# Material shown:
=======
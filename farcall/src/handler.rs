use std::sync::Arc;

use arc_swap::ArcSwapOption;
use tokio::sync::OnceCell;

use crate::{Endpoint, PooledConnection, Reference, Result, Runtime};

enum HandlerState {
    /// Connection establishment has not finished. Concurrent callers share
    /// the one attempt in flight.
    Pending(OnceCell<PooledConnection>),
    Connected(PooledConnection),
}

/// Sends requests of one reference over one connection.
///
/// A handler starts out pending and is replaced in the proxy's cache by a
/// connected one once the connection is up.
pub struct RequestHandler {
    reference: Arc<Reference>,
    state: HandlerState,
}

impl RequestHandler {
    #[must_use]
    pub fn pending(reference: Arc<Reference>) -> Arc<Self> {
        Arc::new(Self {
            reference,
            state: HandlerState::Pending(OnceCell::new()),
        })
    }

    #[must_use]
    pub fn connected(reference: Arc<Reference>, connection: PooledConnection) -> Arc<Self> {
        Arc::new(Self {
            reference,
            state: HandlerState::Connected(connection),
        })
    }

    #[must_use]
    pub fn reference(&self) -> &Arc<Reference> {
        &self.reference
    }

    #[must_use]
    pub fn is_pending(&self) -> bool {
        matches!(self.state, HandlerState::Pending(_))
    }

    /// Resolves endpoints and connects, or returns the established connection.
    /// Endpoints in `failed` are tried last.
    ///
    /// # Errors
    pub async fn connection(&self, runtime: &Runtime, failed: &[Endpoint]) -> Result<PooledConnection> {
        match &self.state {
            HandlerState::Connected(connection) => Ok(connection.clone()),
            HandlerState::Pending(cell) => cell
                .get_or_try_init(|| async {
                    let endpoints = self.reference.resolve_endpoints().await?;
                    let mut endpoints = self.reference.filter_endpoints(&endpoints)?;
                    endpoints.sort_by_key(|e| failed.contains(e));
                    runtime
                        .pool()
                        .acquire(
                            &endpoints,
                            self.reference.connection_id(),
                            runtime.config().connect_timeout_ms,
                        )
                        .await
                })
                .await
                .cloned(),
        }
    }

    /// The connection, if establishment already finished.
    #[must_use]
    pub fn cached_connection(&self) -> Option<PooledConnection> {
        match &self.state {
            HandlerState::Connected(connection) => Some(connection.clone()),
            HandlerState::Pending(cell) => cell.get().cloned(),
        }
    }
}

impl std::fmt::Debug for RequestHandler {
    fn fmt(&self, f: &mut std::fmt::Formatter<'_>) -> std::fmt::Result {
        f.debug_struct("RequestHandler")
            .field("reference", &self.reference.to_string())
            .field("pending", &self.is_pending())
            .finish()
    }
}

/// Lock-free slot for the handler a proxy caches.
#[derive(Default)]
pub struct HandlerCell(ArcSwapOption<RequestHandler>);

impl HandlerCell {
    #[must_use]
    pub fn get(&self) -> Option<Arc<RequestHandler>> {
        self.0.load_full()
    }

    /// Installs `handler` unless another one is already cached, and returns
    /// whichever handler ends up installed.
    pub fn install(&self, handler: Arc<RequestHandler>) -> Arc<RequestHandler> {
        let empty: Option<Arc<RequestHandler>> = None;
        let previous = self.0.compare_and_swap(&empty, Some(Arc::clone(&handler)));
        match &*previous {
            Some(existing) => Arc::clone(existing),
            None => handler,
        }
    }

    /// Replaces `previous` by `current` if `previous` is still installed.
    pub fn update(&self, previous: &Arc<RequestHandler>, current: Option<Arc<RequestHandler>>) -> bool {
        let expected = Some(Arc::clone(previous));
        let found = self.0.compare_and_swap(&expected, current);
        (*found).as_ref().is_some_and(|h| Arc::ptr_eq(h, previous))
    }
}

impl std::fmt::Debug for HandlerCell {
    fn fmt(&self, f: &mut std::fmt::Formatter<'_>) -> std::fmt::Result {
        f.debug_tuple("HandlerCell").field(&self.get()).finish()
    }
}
=======
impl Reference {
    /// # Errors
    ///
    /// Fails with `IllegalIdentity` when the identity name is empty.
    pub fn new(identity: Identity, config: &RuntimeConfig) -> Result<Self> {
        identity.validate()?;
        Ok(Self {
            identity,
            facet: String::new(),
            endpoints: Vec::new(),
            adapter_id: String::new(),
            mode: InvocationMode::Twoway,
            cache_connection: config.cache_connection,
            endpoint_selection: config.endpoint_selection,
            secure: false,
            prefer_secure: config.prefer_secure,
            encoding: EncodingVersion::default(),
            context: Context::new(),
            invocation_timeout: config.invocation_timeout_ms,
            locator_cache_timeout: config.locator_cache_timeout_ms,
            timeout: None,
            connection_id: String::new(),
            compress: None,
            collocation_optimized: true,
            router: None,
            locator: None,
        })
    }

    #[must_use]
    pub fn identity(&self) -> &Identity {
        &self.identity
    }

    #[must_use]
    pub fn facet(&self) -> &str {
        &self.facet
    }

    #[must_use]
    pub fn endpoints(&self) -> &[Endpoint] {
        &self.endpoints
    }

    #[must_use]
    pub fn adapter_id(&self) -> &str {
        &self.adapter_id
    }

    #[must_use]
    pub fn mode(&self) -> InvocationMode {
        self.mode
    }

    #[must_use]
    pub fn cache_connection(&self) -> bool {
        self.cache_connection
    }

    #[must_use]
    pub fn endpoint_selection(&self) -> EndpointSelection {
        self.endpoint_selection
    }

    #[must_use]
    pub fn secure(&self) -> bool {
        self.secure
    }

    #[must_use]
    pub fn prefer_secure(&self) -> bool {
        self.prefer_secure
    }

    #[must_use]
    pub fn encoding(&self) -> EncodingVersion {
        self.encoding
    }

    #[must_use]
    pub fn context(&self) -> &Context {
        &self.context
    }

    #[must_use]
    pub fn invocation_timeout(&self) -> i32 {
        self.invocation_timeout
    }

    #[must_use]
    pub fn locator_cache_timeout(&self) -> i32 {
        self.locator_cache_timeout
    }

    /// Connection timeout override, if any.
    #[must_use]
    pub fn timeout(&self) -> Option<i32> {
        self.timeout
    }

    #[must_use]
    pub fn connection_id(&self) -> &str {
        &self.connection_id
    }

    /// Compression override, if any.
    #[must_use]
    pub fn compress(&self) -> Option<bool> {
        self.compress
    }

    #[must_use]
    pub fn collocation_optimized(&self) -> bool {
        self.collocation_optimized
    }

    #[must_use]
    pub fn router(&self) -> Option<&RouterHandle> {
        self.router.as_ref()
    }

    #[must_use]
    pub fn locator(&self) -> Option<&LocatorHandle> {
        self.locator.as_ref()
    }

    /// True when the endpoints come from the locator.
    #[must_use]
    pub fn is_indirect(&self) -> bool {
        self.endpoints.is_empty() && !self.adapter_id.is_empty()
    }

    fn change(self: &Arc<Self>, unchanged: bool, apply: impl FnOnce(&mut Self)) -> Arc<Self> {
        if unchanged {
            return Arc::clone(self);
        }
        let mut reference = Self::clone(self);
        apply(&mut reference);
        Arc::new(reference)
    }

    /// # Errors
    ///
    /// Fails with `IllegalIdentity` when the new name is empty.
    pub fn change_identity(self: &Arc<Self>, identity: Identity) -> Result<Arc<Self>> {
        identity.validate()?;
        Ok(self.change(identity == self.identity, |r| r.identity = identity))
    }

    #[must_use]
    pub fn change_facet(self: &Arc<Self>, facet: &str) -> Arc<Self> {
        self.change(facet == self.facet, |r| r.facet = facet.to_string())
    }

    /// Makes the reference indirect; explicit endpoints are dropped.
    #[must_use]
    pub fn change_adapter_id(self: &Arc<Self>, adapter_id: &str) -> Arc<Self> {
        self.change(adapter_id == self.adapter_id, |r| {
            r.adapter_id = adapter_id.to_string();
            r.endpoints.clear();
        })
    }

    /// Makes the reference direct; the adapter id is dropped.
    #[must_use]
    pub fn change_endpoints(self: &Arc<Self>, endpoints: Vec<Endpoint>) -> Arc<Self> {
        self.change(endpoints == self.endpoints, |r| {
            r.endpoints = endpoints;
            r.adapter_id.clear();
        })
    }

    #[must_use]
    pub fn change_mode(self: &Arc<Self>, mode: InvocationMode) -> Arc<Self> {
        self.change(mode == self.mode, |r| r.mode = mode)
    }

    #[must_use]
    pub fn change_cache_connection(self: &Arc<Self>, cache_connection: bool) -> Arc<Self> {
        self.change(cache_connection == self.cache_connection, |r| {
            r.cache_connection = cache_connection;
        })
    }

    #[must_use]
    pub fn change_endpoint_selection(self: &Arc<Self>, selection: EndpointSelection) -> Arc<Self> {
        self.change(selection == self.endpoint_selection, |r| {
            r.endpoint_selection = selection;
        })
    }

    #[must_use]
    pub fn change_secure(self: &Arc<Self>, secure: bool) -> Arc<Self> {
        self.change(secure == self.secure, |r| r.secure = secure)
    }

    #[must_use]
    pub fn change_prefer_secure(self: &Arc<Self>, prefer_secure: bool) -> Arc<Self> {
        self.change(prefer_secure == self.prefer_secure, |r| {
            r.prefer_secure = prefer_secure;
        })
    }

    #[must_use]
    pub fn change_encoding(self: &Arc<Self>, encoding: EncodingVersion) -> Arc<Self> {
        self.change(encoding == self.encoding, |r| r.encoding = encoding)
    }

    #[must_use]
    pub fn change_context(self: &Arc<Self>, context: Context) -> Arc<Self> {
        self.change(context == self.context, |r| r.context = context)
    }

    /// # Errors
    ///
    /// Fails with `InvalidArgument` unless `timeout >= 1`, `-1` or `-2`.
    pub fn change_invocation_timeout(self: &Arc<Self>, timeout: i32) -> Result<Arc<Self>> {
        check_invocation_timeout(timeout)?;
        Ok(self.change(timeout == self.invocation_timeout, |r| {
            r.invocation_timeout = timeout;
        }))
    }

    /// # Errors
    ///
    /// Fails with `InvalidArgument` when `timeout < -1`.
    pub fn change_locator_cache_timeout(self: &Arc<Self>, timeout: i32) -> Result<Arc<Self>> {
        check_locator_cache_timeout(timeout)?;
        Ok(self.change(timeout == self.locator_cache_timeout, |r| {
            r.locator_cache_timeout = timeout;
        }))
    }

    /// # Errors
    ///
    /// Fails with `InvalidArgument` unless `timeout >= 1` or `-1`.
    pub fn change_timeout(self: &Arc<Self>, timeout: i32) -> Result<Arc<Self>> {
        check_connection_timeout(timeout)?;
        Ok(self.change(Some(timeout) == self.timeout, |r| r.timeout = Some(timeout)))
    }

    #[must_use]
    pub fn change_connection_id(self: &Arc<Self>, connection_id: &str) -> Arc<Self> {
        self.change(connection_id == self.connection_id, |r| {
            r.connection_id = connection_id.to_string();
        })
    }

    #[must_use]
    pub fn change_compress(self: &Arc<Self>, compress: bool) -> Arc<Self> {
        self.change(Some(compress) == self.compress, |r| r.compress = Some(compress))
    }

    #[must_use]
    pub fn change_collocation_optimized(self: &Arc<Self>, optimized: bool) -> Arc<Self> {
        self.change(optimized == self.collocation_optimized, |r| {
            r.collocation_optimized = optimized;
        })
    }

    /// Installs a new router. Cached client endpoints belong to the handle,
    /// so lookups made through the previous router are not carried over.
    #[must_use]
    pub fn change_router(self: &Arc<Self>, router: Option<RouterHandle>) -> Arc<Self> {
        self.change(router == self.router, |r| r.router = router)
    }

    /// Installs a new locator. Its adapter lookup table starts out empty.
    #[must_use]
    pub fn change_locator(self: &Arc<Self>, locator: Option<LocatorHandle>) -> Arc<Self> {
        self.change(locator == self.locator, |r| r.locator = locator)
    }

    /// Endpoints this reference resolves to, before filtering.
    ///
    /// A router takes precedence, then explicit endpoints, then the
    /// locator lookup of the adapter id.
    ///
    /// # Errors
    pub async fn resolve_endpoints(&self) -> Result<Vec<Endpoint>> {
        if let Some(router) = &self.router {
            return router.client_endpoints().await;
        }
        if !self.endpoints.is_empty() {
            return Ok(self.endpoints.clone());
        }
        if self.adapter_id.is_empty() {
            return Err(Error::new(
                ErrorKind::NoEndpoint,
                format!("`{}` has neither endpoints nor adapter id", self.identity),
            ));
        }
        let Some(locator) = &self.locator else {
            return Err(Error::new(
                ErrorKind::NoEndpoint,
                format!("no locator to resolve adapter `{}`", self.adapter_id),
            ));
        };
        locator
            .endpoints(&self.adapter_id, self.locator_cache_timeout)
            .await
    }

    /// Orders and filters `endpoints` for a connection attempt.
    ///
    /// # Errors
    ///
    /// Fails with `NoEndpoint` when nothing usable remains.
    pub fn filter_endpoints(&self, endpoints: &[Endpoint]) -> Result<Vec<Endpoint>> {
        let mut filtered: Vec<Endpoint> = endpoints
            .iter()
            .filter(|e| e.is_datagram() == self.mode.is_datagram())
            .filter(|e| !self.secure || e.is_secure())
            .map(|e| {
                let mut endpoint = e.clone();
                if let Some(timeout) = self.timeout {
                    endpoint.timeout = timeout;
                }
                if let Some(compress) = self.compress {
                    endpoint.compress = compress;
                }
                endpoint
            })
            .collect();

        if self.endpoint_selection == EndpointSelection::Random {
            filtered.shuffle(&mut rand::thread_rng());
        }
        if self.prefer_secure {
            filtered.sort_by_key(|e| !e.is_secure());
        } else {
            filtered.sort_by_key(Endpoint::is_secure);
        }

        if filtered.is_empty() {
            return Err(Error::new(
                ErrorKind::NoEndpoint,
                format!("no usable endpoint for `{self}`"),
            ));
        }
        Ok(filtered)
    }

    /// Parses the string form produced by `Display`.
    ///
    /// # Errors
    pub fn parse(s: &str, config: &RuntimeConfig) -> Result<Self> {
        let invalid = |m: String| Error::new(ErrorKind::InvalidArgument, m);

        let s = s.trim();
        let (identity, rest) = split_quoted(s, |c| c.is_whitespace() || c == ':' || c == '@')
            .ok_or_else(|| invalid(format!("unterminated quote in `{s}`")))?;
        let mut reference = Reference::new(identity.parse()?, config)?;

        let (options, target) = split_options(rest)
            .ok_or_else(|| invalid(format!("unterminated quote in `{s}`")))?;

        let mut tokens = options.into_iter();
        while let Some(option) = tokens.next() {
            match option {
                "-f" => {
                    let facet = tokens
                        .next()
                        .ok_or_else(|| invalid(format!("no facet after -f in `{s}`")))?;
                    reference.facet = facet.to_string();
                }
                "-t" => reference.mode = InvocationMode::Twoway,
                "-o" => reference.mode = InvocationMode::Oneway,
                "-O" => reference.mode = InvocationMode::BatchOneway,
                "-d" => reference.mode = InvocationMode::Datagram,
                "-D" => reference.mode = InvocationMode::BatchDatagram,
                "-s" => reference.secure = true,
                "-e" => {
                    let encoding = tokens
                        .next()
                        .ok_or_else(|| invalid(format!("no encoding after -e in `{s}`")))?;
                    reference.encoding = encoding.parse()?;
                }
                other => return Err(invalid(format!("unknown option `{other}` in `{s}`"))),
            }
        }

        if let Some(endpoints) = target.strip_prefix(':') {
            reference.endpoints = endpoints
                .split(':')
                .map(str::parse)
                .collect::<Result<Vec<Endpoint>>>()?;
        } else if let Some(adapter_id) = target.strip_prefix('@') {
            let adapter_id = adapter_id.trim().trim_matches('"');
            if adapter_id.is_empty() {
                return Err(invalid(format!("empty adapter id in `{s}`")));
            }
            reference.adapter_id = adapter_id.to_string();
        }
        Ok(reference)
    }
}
=======
Reproducing the whole listing above is not the task. Copy exactly only the lines from the one with "filename farcall/src/handler.rs" to the one with "proxy's cache by a", both kept.

filename farcall/src/handler.rs
use std::sync::Arc;

use arc_swap::ArcSwapOption;
use tokio::sync::OnceCell;

use crate::{Endpoint, PooledConnection, Reference, Result, Runtime};

enum HandlerState {
    /// Connection establishment has not finished. Concurrent callers share
    /// the one attempt in flight.
    Pending(OnceCell<PooledConnection>),
    Connected(PooledConnection),
}

/// Sends requests of one reference over one connection.
///
/// A handler starts out pending and is replaced in the proxy's cache by a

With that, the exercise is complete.